● **Stored data entries**
· · ·
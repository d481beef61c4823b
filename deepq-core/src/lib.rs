#![warn(missing_docs)]
//! Core of deep Q-learning from stacked frames.
//!
//! This crate holds the pieces that do not depend on a tensor backend:
//!
//! * [`Frame`] and [`StackedFrames`], the observation of an agent,
//! * [`Transition`] and the fixed-capacity [`ReplayBuffer`] with uniform or
//!   prioritized sampling,
//! * the [`Env`], [`FramePreprocessor`], [`Policy`] and [`Agent`] traits,
//! * [`Trainer`], the training loop yielding [`EpisodeStats`],
//! * [`record`], timestamped records of training events.
//!
//! [`ReplayBuffer`]: replay_buffer::ReplayBuffer
pub mod error;
pub mod record;
pub mod replay_buffer;

mod base;
pub use base::{
    Agent, Configurable, Env, ExperienceBufferBase, Policy, ReplayBufferBase, Step,
};

mod frame;
pub use frame::{Frame, FramePreprocessor, IdentityPreprocessor, StackedFrames};

pub use error::DeepqError;
pub use replay_buffer::{Transition, TransitionBatch};

mod trainer;
pub use trainer::{
    EpisodeStats, Phase, StopSignal, Trainer, TrainerConfig, TrainerState, TRAINER_STATE_FILE,
};
use crate::StackedFrames;

/// A single experience `(s_t, a_t, r_t, s_t+1, done_t)`.
///
/// Created by the [`Trainer`](crate::Trainer) after each environment step.
/// Once pushed into a [`ReplayBuffer`](super::ReplayBuffer) it is owned by the
/// buffer and only read until it is overwritten.
#[derive(Clone, Debug, PartialEq)]
pub struct Transition {
    /// Observation before the action.
    pub state: StackedFrames,

    /// Action id.
    pub action: usize,

    /// Reward.
    pub reward: f32,

    /// Observation after the action.
    pub next_state: StackedFrames,

    /// `true` if the episode terminated with this transition.
    pub done: bool,
}

impl Transition {
    /// Constructs a transition.
    pub fn new(
        state: StackedFrames,
        action: usize,
        reward: f32,
        next_state: StackedFrames,
        done: bool,
    ) -> Self {
        Self {
            state,
            action,
            reward,
            next_state,
            done,
        }
    }
}
use anyhow::Result;
use deepq_candle_agent::{
    dqn::{Dqn, DqnConfig, DqnModelConfig, EpsilonGreedy, EpsilonSchedule},
    dueling::{Dueling, DuelingConfig},
    mlp::{Mlp, MlpConfig},
    opt::OptimizerConfig,
    util::{CriticLoss, OutDim},
};
use deepq_core::{
    record::{BufferedRecorder, NullRecorder, Recorder},
    replay_buffer::{ReplayBuffer, ReplayBufferConfig},
    Agent, Configurable, DeepqError, Env, Frame, IdentityPreprocessor, Policy, ReplayBufferBase,
    StackedFrames, Step, Trainer, TrainerConfig, TrainerState, TRAINER_STATE_FILE,
};
use serde::{de::DeserializeOwned, Serialize};
use tempdir::TempDir;

/// One-step episodes with a constant observation. Action 0 pays `reward`,
/// action 1 pays `-reward`.
struct Bandit {
    reward: f32,
}

#[derive(Clone)]
struct BanditConfig {
    reward: f32,
}

impl Env for Bandit {
    type Config = BanditConfig;
    type Frame = Frame;
    type Info = ();

    fn build(config: &Self::Config, _seed: i64) -> Result<Self> {
        Ok(Self {
            reward: config.reward,
        })
    }

    fn n_actions(&self) -> usize {
        2
    }

    fn reset(&mut self) -> Result<Frame> {
        Frame::new([1, 1], vec![1.0])
    }

    fn step(&mut self, act: usize) -> Result<Step<Self>> {
        let reward = match act {
            0 => self.reward,
            _ => -self.reward,
        };
        Ok(Step::new(Frame::new([1, 1], vec![1.0])?, reward, true, ()))
    }
}

fn model_config<Q>(q_config: Q, max_grad_norm: Option<f64>) -> DqnModelConfig<Q>
where
    Q: DeserializeOwned + Serialize + OutDim,
{
    DqnModelConfig::default()
        .q_config(q_config)
        .opt_config(OptimizerConfig::default().learning_rate(0.01))
        .max_grad_norm(max_grad_norm)
}

fn trainer_config() -> TrainerConfig {
    TrainerConfig::default()
        .n_stack(1)
        .warmup_steps(32)
        .update_target_every(10)
}

fn buffer() -> Result<ReplayBuffer> {
    ReplayBuffer::build(&ReplayBufferConfig::default().capacity(1000))
}

type MlpDqn = Dqn<Mlp, ReplayBuffer>;
type DuelingTrainer =
    Trainer<Bandit, IdentityPreprocessor, Dqn<Dueling<Mlp>, ReplayBuffer>, ReplayBuffer>;

#[test]
fn test_bandit_greedy_policy_picks_rewarding_action() -> Result<()> {
    let _ = env_logger::builder().is_test(true).try_init();

    let config = DqnConfig::default()
        .model_config(model_config(MlpConfig::new(1, vec![16], 2, false), Some(10.0)))
        .batch_size(16)
        .discount_factor(0.9)
        .explorer(EpsilonGreedy::new().schedule(EpsilonSchedule::Exponential { decay_rate: 0.01 }));
    let agent = MlpDqn::build(config)?;
    let env = Bandit::build(&BanditConfig { reward: 1.0 }, 0)?;
    let mut trainer = Trainer::build(
        trainer_config(),
        env,
        IdentityPreprocessor,
        agent,
        buffer()?,
        Box::new(NullRecorder),
    )?;

    let episodes = trainer.by_ref().take(300).collect::<Result<Vec<_>>>()?;
    assert_eq!(episodes.len(), 300);
    assert_eq!(trainer.state().env_steps, 332);

    let mut agent = trainer.into_agent();
    agent.eval();
    let obs = StackedFrames::filled(Frame::new([1, 1], vec![1.0])?, 1)?;
    let q = agent.action_values(&obs)?;
    assert!(q[0] > q[1], "{:?}", q);
    for step in 0..50 {
        assert_eq!(agent.sample(&obs, step)?, 0);
    }
    Ok(())
}

#[test]
fn test_loss_stays_finite_with_huge_rewards() -> Result<()> {
    let config = DqnConfig::default()
        .model_config(model_config(MlpConfig::new(1, vec![16], 2, false), Some(1.0)))
        .batch_size(8)
        .critic_loss(CriticLoss::Mse);
    let agent = MlpDqn::build(config)?;
    let env = Bandit::build(&BanditConfig { reward: 1e6 }, 0)?;
    let recorder = BufferedRecorder::new();
    let mut trainer = Trainer::build(
        trainer_config(),
        env,
        IdentityPreprocessor,
        agent,
        buffer()?,
        Box::new(recorder.clone()),
    )?;

    trainer.by_ref().take(50).collect::<Result<Vec<_>>>()?;

    let records = recorder.records_with("loss");
    assert_eq!(records.len(), 50);
    for record in records.iter() {
        assert!(record.get_scalar("loss")?.is_finite());
        assert!(record.get_scalar("grad_norm")?.is_finite());
    }
    Ok(())
}

#[test]
fn test_dueling_checkpoint_and_resume() -> Result<()> {
    let dir = TempDir::new("dueling")?;
    let model_dir = dir.path().to_str().unwrap().to_string();
    let q_config = DuelingConfig::new(MlpConfig::new(2, vec![8], 8, true), 8, 2);
    let config = DqnConfig::<Dueling<Mlp>>::default()
        .model_config(model_config(q_config, Some(30.0)).opt_config(OptimizerConfig::RmsProp {
            lr: 2e-4,
            alpha: 0.99,
            eps: 1e-8,
        }))
        .batch_size(4)
        .double_dqn(true);
    let trainer_config = TrainerConfig::default()
        .n_stack(2)
        .warmup_steps(4)
        .update_target_every(3)
        .save_interval(5)
        .model_dir(&model_dir);

    let build = || -> Result<DuelingTrainer> {
        Trainer::build(
            trainer_config.clone(),
            Bandit::build(&BanditConfig { reward: 1.0 }, 0)?,
            IdentityPreprocessor,
            Dqn::build(config.clone())?,
            buffer()?,
            Box::new(NullRecorder) as Box<dyn Recorder>,
        )
    };

    let mut trainer = build()?;
    trainer.by_ref().take(10).collect::<Result<Vec<_>>>()?;
    let ckpt = dir.path().join("10");
    for file in [
        "qnet.safetensors",
        "qnet_tgt.safetensors",
        "opt.safetensors",
        TRAINER_STATE_FILE,
    ] {
        assert!(ckpt.join(file).exists(), "{} is missing", file);
    }
    let state = TrainerState::load(ckpt.join(TRAINER_STATE_FILE))?;
    assert_eq!(state.episode, 10);
    assert_eq!(state.env_steps, 14);

    let mut resumed = build()?;
    resumed.resume(&ckpt)?;
    assert_eq!(resumed.agent().n_opts(), trainer.agent().n_opts());
    assert_eq!(resumed.state(), trainer.state());

    let stats = resumed.next().unwrap()?;
    assert_eq!(stats.episode, 10);
    // 4 warm-up steps and one episode step on top of the restored counter
    assert_eq!(stats.env_steps, 19);
    Ok(())
}

#[test]
fn test_extra_network_outputs_are_rejected() -> Result<()> {
    let config = DqnConfig::default()
        .model_config(model_config(MlpConfig::new(1, vec![16], 3, false), None));
    let agent = MlpDqn::build(config)?;
    assert_eq!(agent.n_actions(), 3);
    let env = Bandit::build(&BanditConfig { reward: 1.0 }, 0)?;
    let err = Trainer::build(
        trainer_config(),
        env,
        IdentityPreprocessor,
        agent,
        buffer()?,
        Box::new(NullRecorder),
    )
    .err()
    .unwrap();
    assert!(matches!(
        err.downcast_ref::<DeepqError>(),
        Some(DeepqError::InvalidConfiguration(_))
    ));
    Ok(())
}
· · ·
● **ASSIGNMENT**
Search the records for the word "resumed" and copy every line where it occurs.

● **RESULT OF THE EXERCISE**
    let mut resumed = build()?;
    resumed.resume(&ckpt)?;
    assert_eq!(resumed.agent().n_opts(), trainer.agent().n_opts());
    assert_eq!(resumed.state(), trainer.state());
    let stats = resumed.next().unwrap()?;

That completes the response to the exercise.